::: Data
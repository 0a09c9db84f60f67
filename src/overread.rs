//! Overread masking and sanitizer-safe loads.
//!
//! Kernels read whole vectors even when fewer bytes of a row are meaningful.
//! The bytes past the logical end are never consumed, but MemorySanitizer
//! still reports them as uninitialized reads. With the `msan` feature every
//! `*_msan` load zeroes those bytes; without it masking is the identity and
//! compiles to nothing.
//!
//! The policy is a type ([`OverreadPolicy`]) rather than a `cfg` inside each
//! function, so both behaviors are available to tests in every build.
//! [`ActiveOverread`] is the one the feature selects.

use crate::dispatch::simd_dispatch;
use crate::mask::mask_high_bytes_scalar;
use crate::memory::{
    load_aligned16_scalar, load_hi8_scalar, load_lo8_scalar, load_unaligned16_scalar,
};
use crate::vector::V128;

/// How bytes read past a buffer's logical end are treated.
pub trait OverreadPolicy {
    /// Whether overread bytes are zeroed.
    const ZEROES_OVERREAD: bool;

    /// Apply the policy to `v`, whose last `over_read` bytes are overread.
    ///
    /// `over_read <= 0` is always the identity; values above 16 clamp to 16.
    #[inline]
    fn mask(v: V128, over_read: isize) -> V128 {
        if !Self::ZEROES_OVERREAD || over_read <= 0 {
            return v;
        }
        let keep = 16 - over_read.min(16) as usize;
        mask_high_bytes_scalar(keep).and_not(v)
    }
}

/// Zero overread bytes. Selected by the `msan` feature.
#[derive(Debug, Clone, Copy, Default)]
pub struct ZeroOverread;

impl OverreadPolicy for ZeroOverread {
    const ZEROES_OVERREAD: bool = true;
}

/// Leave overread bytes as loaded. The default.
#[derive(Debug, Clone, Copy, Default)]
pub struct KeepOverread;

impl OverreadPolicy for KeepOverread {
    const ZEROES_OVERREAD: bool = false;
}

/// The policy this build uses.
#[cfg(feature = "msan")]
pub type ActiveOverread = ZeroOverread;

/// The policy this build uses.
#[cfg(not(feature = "msan"))]
pub type ActiveOverread = KeepOverread;

/// Whether the `*_msan` loads mask anything in this build.
pub const MASKING_ENABLED: bool = <ActiveOverread as OverreadPolicy>::ZEROES_OVERREAD;

/// Zero the last `over_read` bytes of `v` under policy `P`.
#[inline]
pub fn mask_overreads_with<P: OverreadPolicy>(v: V128, over_read: isize) -> V128 {
    simd_dispatch!(token, simd => simd::to_v128(
            token,
            simd::mask_overreads_with::<P>(token, simd::from_v128(token, v), over_read),
        );
        mask_overreads_with_scalar::<P>(v, over_read))
}

/// Zero the last `over_read` bytes of `v` when the `msan` feature is on.
#[inline]
pub fn mask_overreads(v: V128, over_read: isize) -> V128 {
    mask_overreads_with::<ActiveOverread>(v, over_read)
}

/// Load 8 bytes into the low half, masking overread bytes under `P`.
///
/// The high half never holds data and always counts as overread, so the
/// mask covers `over_read + 8` bytes. `over_read` counts back from the end
/// of the 8 loaded bytes.
#[inline]
pub fn load_lo8_msan_with<P: OverreadPolicy>(src: &[u8; 8], over_read: isize) -> V128 {
    simd_dispatch!(token, simd => simd::to_v128(
            token,
            simd::load_lo8_msan_with::<P>(token, src, over_read),
        );
        load_lo8_msan_with_scalar::<P>(src, over_read))
}

/// Load 8 bytes into the high half of `v`, masking the last `over_read`
/// bytes of the result under `P`.
#[inline]
pub fn load_hi8_msan_with<P: OverreadPolicy>(v: V128, src: &[u8; 8], over_read: isize) -> V128 {
    simd_dispatch!(token, simd => simd::to_v128(
            token,
            simd::load_hi8_msan_with::<P>(token, simd::from_v128(token, v), src, over_read),
        );
        load_hi8_msan_with_scalar::<P>(v, src, over_read))
}

/// Aligned 16-byte load with the last `over_read` bytes masked under `P`.
#[inline]
pub fn load_aligned16_msan_with<P: OverreadPolicy>(src: &[u8; 16], over_read: isize) -> V128 {
    simd_dispatch!(token, simd => simd::to_v128(
            token,
            simd::load_aligned16_msan_with::<P>(token, src, over_read),
        );
        load_aligned16_msan_with_scalar::<P>(src, over_read))
}

/// Unaligned 16-byte load with the last `over_read` bytes masked under `P`.
#[inline]
pub fn load_unaligned16_msan_with<P: OverreadPolicy>(src: &[u8; 16], over_read: isize) -> V128 {
    simd_dispatch!(token, simd => simd::to_v128(
            token,
            simd::load_unaligned16_msan_with::<P>(token, src, over_read),
        );
        load_unaligned16_msan_with_scalar::<P>(src, over_read))
}

/// [`load_lo8_msan_with`] under [`ActiveOverread`].
#[inline]
pub fn load_lo8_msan(src: &[u8; 8], over_read: isize) -> V128 {
    load_lo8_msan_with::<ActiveOverread>(src, over_read)
}

/// [`load_hi8_msan_with`] under [`ActiveOverread`].
#[inline]
pub fn load_hi8_msan(v: V128, src: &[u8; 8], over_read: isize) -> V128 {
    load_hi8_msan_with::<ActiveOverread>(v, src, over_read)
}

/// [`load_aligned16_msan_with`] under [`ActiveOverread`].
#[inline]
pub fn load_aligned16_msan(src: &[u8; 16], over_read: isize) -> V128 {
    load_aligned16_msan_with::<ActiveOverread>(src, over_read)
}

/// [`load_unaligned16_msan_with`] under [`ActiveOverread`].
#[inline]
pub fn load_unaligned16_msan(src: &[u8; 16], over_read: isize) -> V128 {
    load_unaligned16_msan_with::<ActiveOverread>(src, over_read)
}

// =============================================================================
// Scalar fallbacks
// =============================================================================

/// Scalar [`mask_overreads_with`].
#[inline]
pub fn mask_overreads_with_scalar<P: OverreadPolicy>(v: V128, over_read: isize) -> V128 {
    P::mask(v, over_read)
}

/// Scalar [`load_lo8_msan_with`].
#[inline]
pub fn load_lo8_msan_with_scalar<P: OverreadPolicy>(src: &[u8; 8], over_read: isize) -> V128 {
    P::mask(load_lo8_scalar(src), over_read + 8)
}

/// Scalar [`load_hi8_msan_with`].
#[inline]
pub fn load_hi8_msan_with_scalar<P: OverreadPolicy>(
    v: V128,
    src: &[u8; 8],
    over_read: isize,
) -> V128 {
    P::mask(load_hi8_scalar(v, src), over_read)
}

/// Scalar [`load_aligned16_msan_with`].
#[inline]
pub fn load_aligned16_msan_with_scalar<P: OverreadPolicy>(
    src: &[u8; 16],
    over_read: isize,
) -> V128 {
    P::mask(load_aligned16_scalar(src), over_read)
}

/// Scalar [`load_unaligned16_msan_with`].
#[inline]
pub fn load_unaligned16_msan_with_scalar<P: OverreadPolicy>(
    src: &[u8; 16],
    over_read: isize,
) -> V128 {
    P::mask(load_unaligned16_scalar(src), over_read)
}

/// Scalar [`load_lo8_msan`].
#[inline]
pub fn load_lo8_msan_scalar(src: &[u8; 8], over_read: isize) -> V128 {
    load_lo8_msan_with_scalar::<ActiveOverread>(src, over_read)
}

/// Scalar [`load_hi8_msan`].
#[inline]
pub fn load_hi8_msan_scalar(v: V128, src: &[u8; 8], over_read: isize) -> V128 {
    load_hi8_msan_with_scalar::<ActiveOverread>(v, src, over_read)
}

/// Scalar [`load_aligned16_msan`].
#[inline]
pub fn load_aligned16_msan_scalar(src: &[u8; 16], over_read: isize) -> V128 {
    load_aligned16_msan_with_scalar::<ActiveOverread>(src, over_read)
}

/// Scalar [`load_unaligned16_msan`].
#[inline]
pub fn load_unaligned16_msan_scalar(src: &[u8; 16], over_read: isize) -> V128 {
    load_unaligned16_msan_with_scalar::<ActiveOverread>(src, over_read)
}
//! x86-64 SSE backend over raw `__m128i` registers.
//!
//! Every function takes the pre-summoned [`X64V3Token`] so kernels can keep
//! values in registers across calls; the dispatching API in the parent
//! modules converts to and from [`V128`] around single operations.
//!
//! Only SSE2 operations are used. The token is the x86-64-v3 tier so these
//! calls inline into AVX2 kernels. Memory access goes through
//! `safe_unaligned_simd`, which sizes every load and store from the array
//! type: a 2-byte load never touches a third byte.
//!
//! Uses archmage for safe SIMD intrinsics with token-based CPU feature verification.

#![allow(clippy::cast_possible_truncation)]

use archmage::{X64V3Token, arcane};
use core::arch::x86_64::*;
use safe_unaligned_simd::x86_64 as simd_mem;

use crate::mask::mask_window;
use crate::overread::{ActiveOverread, OverreadPolicy};
use crate::vector::V128;

// =============================================================================
// V128 bridge
// =============================================================================

/// Spill a register into a [`V128`].
#[arcane]
#[inline(always)]
pub fn to_v128(_token: X64V3Token, v: __m128i) -> V128 {
    let mut out = V128::ZERO;
    simd_mem::_mm_storeu_si128(out.as_bytes_mut(), v);
    out
}

/// Load a [`V128`] into a register.
#[arcane]
#[inline(always)]
pub fn from_v128(_token: X64V3Token, v: V128) -> __m128i {
    simd_mem::_mm_loadu_si128(v.as_bytes())
}

// =============================================================================
// Loads
// =============================================================================

/// Load 2 bytes into lane 0, zero-extended.
#[arcane]
#[inline(always)]
pub fn load2(_token: X64V3Token, src: &[u8; 2]) -> __m128i {
    _mm_cvtsi32_si128(i32::from(u16::from_le_bytes(*src)))
}

/// Load 2 bytes from each of two rows into 16-bit lanes 0 and 1.
#[arcane]
#[inline(always)]
pub fn load2x2(_token: X64V3Token, src1: &[u8; 2], src2: &[u8; 2]) -> __m128i {
    let lo = u32::from(u16::from_le_bytes(*src1));
    let hi = u32::from(u16::from_le_bytes(*src2));
    _mm_cvtsi32_si128((lo | (hi << 16)) as i32)
}

/// Overwrite 16-bit lane `LANE` of `v` with 2 bytes from `src`.
#[arcane]
#[inline(always)]
pub fn load2_lane<const LANE: i32>(_token: X64V3Token, v: __m128i, src: &[u8; 2]) -> __m128i {
    const { assert!(LANE >= 0 && LANE < 8, "16-bit lane index out of range") };
    _mm_insert_epi16::<LANE>(v, i32::from(u16::from_le_bytes(*src)))
}

/// Load 4 bytes into lane 0, zero-extended.
#[arcane]
#[inline(always)]
pub fn load4(_token: X64V3Token, src: &[u8; 4]) -> __m128i {
    simd_mem::_mm_loadu_si32(src)
}

/// Load 4 bytes from each of two rows into 32-bit lanes 0 and 1.
#[arcane]
#[inline(always)]
pub fn load4x2(_token: X64V3Token, src1: &[u8; 4], src2: &[u8; 4]) -> __m128i {
    let lo = simd_mem::_mm_loadu_si32(src1);
    let hi = simd_mem::_mm_loadu_si32(src2);
    _mm_unpacklo_epi32(lo, hi)
}

/// Load 8 bytes into the low half, zeroing the high half.
#[arcane]
#[inline(always)]
pub fn load_lo8(_token: X64V3Token, src: &[u8; 8]) -> __m128i {
    simd_mem::_mm_loadu_si64(src)
}

/// Load 8 bytes into the high half of `v`, keeping its low half.
#[arcane]
#[inline(always)]
pub fn load_hi8(_token: X64V3Token, v: __m128i, src: &[u8; 8]) -> __m128i {
    _mm_unpacklo_epi64(v, simd_mem::_mm_loadu_si64(src))
}

/// Load 16 bytes from any address.
#[arcane]
#[inline(always)]
pub fn load_unaligned16(_token: X64V3Token, src: &[u8; 16]) -> __m128i {
    simd_mem::_mm_loadu_si128(src)
}

/// Load 16 bytes from a 16-byte aligned address.
#[arcane]
#[inline(always)]
pub fn load_aligned16(_token: X64V3Token, src: &[u8; 16]) -> __m128i {
    debug_assert!(
        src.as_ptr().addr() % 16 == 0,
        "load_aligned16: {:p} is not 16-byte aligned",
        src.as_ptr()
    );
    simd_mem::_mm_loadu_si128(src)
}

// =============================================================================
// Stores
// =============================================================================

/// Store the low 2 bytes.
#[arcane]
#[inline(always)]
pub fn store2(_token: X64V3Token, dst: &mut [u8; 2], v: __m128i) {
    simd_mem::_mm_storeu_si16(dst, v);
}

/// Store the low 4 bytes.
#[arcane]
#[inline(always)]
pub fn store4(_token: X64V3Token, dst: &mut [u8; 4], v: __m128i) {
    simd_mem::_mm_storeu_si32(dst, v);
}

/// Store the low 8 bytes.
#[arcane]
#[inline(always)]
pub fn store_lo8(_token: X64V3Token, dst: &mut [u8; 8], v: __m128i) {
    simd_mem::_mm_storeu_si64(dst, v);
}

/// Store the high 8 bytes.
#[arcane]
#[inline(always)]
pub fn store_hi8(_token: X64V3Token, dst: &mut [u8; 8], v: __m128i) {
    simd_mem::_mm_storeu_si64(dst, _mm_unpackhi_epi64(v, v));
}

/// Store 16 bytes to any address.
#[arcane]
#[inline(always)]
pub fn store_unaligned16(_token: X64V3Token, dst: &mut [u8; 16], v: __m128i) {
    simd_mem::_mm_storeu_si128(dst, v);
}

/// Store 16 bytes to a 16-byte aligned address.
#[arcane]
#[inline(always)]
pub fn store_aligned16(_token: X64V3Token, dst: &mut [u8; 16], v: __m128i) {
    debug_assert!(
        dst.as_ptr().addr() % 16 == 0,
        "store_aligned16: {:p} is not 16-byte aligned",
        dst.as_ptr()
    );
    simd_mem::_mm_storeu_si128(dst, v);
}

// =============================================================================
// Masks and overread handling
// =============================================================================

/// First `n` bytes zero, remaining `16 - n` bytes `0xFF`.
#[arcane]
#[inline(always)]
pub fn mask_high_bytes(_token: X64V3Token, n: usize) -> __m128i {
    simd_mem::_mm_loadu_si128(mask_window(n))
}

/// Zero the last `over_read` bytes of `v` if `P` masks overreads.
#[arcane]
#[inline(always)]
pub fn mask_overreads_with<P: OverreadPolicy>(
    token: X64V3Token,
    v: __m128i,
    over_read: isize,
) -> __m128i {
    if !P::ZEROES_OVERREAD || over_read <= 0 {
        return v;
    }
    let keep = 16 - over_read.min(16) as usize;
    // andnot(mask, v): keeps the bytes where the mask is zero
    _mm_andnot_si128(mask_high_bytes(token, keep), v)
}

/// [`mask_overreads_with`] under the build's overread policy.
#[arcane]
#[inline(always)]
pub fn mask_overreads(token: X64V3Token, v: __m128i, over_read: isize) -> __m128i {
    mask_overreads_with::<ActiveOverread>(token, v, over_read)
}

/// [`load_lo8`] whose high half, plus `over_read` trailing bytes of the low
/// half, count as overread under `P`.
#[arcane]
#[inline(always)]
pub fn load_lo8_msan_with<P: OverreadPolicy>(
    token: X64V3Token,
    src: &[u8; 8],
    over_read: isize,
) -> __m128i {
    mask_overreads_with::<P>(token, load_lo8(token, src), over_read + 8)
}

/// [`load_hi8`] with the last `over_read` bytes masked under `P`.
#[arcane]
#[inline(always)]
pub fn load_hi8_msan_with<P: OverreadPolicy>(
    token: X64V3Token,
    v: __m128i,
    src: &[u8; 8],
    over_read: isize,
) -> __m128i {
    mask_overreads_with::<P>(token, load_hi8(token, v, src), over_read)
}

/// [`load_aligned16`] with the last `over_read` bytes masked under `P`.
#[arcane]
#[inline(always)]
pub fn load_aligned16_msan_with<P: OverreadPolicy>(
    token: X64V3Token,
    src: &[u8; 16],
    over_read: isize,
) -> __m128i {
    mask_overreads_with::<P>(token, load_aligned16(token, src), over_read)
}

/// [`load_unaligned16`] with the last `over_read` bytes masked under `P`.
#[arcane]
#[inline(always)]
pub fn load_unaligned16_msan_with<P: OverreadPolicy>(
    token: X64V3Token,
    src: &[u8; 16],
    over_read: isize,
) -> __m128i {
    mask_overreads_with::<P>(token, load_unaligned16(token, src), over_read)
}

/// [`load_lo8_msan_with`] under the build's overread policy.
#[arcane]
#[inline(always)]
pub fn load_lo8_msan(token: X64V3Token, src: &[u8; 8], over_read: isize) -> __m128i {
    load_lo8_msan_with::<ActiveOverread>(token, src, over_read)
}

/// [`load_hi8_msan_with`] under the build's overread policy.
#[arcane]
#[inline(always)]
pub fn load_hi8_msan(token: X64V3Token, v: __m128i, src: &[u8; 8], over_read: isize) -> __m128i {
    load_hi8_msan_with::<ActiveOverread>(token, v, src, over_read)
}

/// [`load_aligned16_msan_with`] under the build's overread policy.
#[arcane]
#[inline(always)]
pub fn load_aligned16_msan(token: X64V3Token, src: &[u8; 16], over_read: isize) -> __m128i {
    load_aligned16_msan_with::<ActiveOverread>(token, src, over_read)
}

/// [`load_unaligned16_msan_with`] under the build's overread policy.
#[arcane]
#[inline(always)]
pub fn load_unaligned16_msan(token: X64V3Token, src: &[u8; 16], over_read: isize) -> __m128i {
    load_unaligned16_msan_with::<ActiveOverread>(token, src, over_read)
}

// =============================================================================
// Rounding shifts
// =============================================================================
//
// All variants compute floor(x / 2^bits) + bit(bits - 1) of x, which equals
// (x + 2^(bits-1)) >> bits without the intermediate sum ever overflowing.

/// Unsigned 16-bit lanes: `(x + 2^(BITS-1)) >> BITS`, `BITS` in `1..=16`.
#[arcane]
#[inline(always)]
pub fn right_shift_with_rounding_u16<const BITS: i32>(_token: X64V3Token, v: __m128i) -> __m128i {
    const { assert!(BITS >= 1 && BITS <= 16, "u16 rounding shift out of range") };
    // Shift out all but the last bit
    let tmp = _mm_srl_epi16(v, _mm_cvtsi32_si128(BITS - 1));
    // avg with zero shifts by one more and rounds up
    _mm_avg_epu16(tmp, _mm_setzero_si128())
}

/// Signed 16-bit lanes: `(x + 2^(BITS-1)) >> BITS`, `BITS` in `1..=15`.
#[arcane]
#[inline(always)]
pub fn right_shift_with_rounding_s16<const BITS: i32>(_token: X64V3Token, v: __m128i) -> __m128i {
    const { assert!(BITS >= 1 && BITS < 16, "s16 rounding shift out of range") };
    let floor = _mm_srai_epi16::<BITS>(v);
    let round = _mm_and_si128(_mm_sra_epi16(v, _mm_cvtsi32_si128(BITS - 1)), _mm_set1_epi16(1));
    _mm_add_epi16(floor, round)
}

/// Unsigned 32-bit lanes: `(x + 2^(BITS-1)) >> BITS`, `BITS` in `1..=32`.
#[arcane]
#[inline(always)]
pub fn right_shift_with_rounding_u32<const BITS: i32>(_token: X64V3Token, v: __m128i) -> __m128i {
    const { assert!(BITS >= 1 && BITS <= 32, "u32 rounding shift out of range") };
    // srli by 32 yields zero, which is the floor part for BITS == 32
    let floor = _mm_srli_epi32::<BITS>(v);
    let round = _mm_and_si128(_mm_srl_epi32(v, _mm_cvtsi32_si128(BITS - 1)), _mm_set1_epi32(1));
    _mm_add_epi32(floor, round)
}

/// Signed 32-bit lanes: `(x + 2^(BITS-1)) >> BITS`, `BITS` in `1..=31`.
#[arcane]
#[inline(always)]
pub fn right_shift_with_rounding_s32<const BITS: i32>(_token: X64V3Token, v: __m128i) -> __m128i {
    const { assert!(BITS >= 1 && BITS < 32, "s32 rounding shift out of range") };
    let floor = _mm_srai_epi32::<BITS>(v);
    let round = _mm_and_si128(_mm_sra_epi32(v, _mm_cvtsi32_si128(BITS - 1)), _mm_set1_epi32(1));
    _mm_add_epi32(floor, round)
}

/// Signed 32-bit lanes with a runtime shift, `bits` in `1..=31`.
///
/// The shift count travels in the low quadword of a register (`psrad xmm`).
#[arcane]
#[inline(always)]
pub fn variable_right_shift_with_rounding_s32(
    _token: X64V3Token,
    v: __m128i,
    bits: i32,
) -> __m128i {
    debug_assert!((1..32).contains(&bits), "s32 rounding shift {bits} out of range");
    let floor = _mm_sra_epi32(v, _mm_cvtsi32_si128(bits));
    let round = _mm_and_si128(_mm_sra_epi32(v, _mm_cvtsi32_si128(bits - 1)), _mm_set1_epi32(1));
    _mm_add_epi32(floor, round)
}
::::::
# Goal of the exercise:
Where the string "range" appears in a line of the listing, copy that line.

# Solution to the problem:
    const { assert!(LANE >= 0 && LANE < 8, "16-bit lane index out of range") };
    const { assert!(BITS >= 1 && BITS <= 16, "u16 rounding shift out of range") };
    const { assert!(BITS >= 1 && BITS < 16, "s16 rounding shift out of range") };
    const { assert!(BITS >= 1 && BITS <= 32, "u32 rounding shift out of range") };
    const { assert!(BITS >= 1 && BITS < 32, "s32 rounding shift out of range") };
    debug_assert!((1..32).contains(&bits), "s32 rounding shift {bits} out of range");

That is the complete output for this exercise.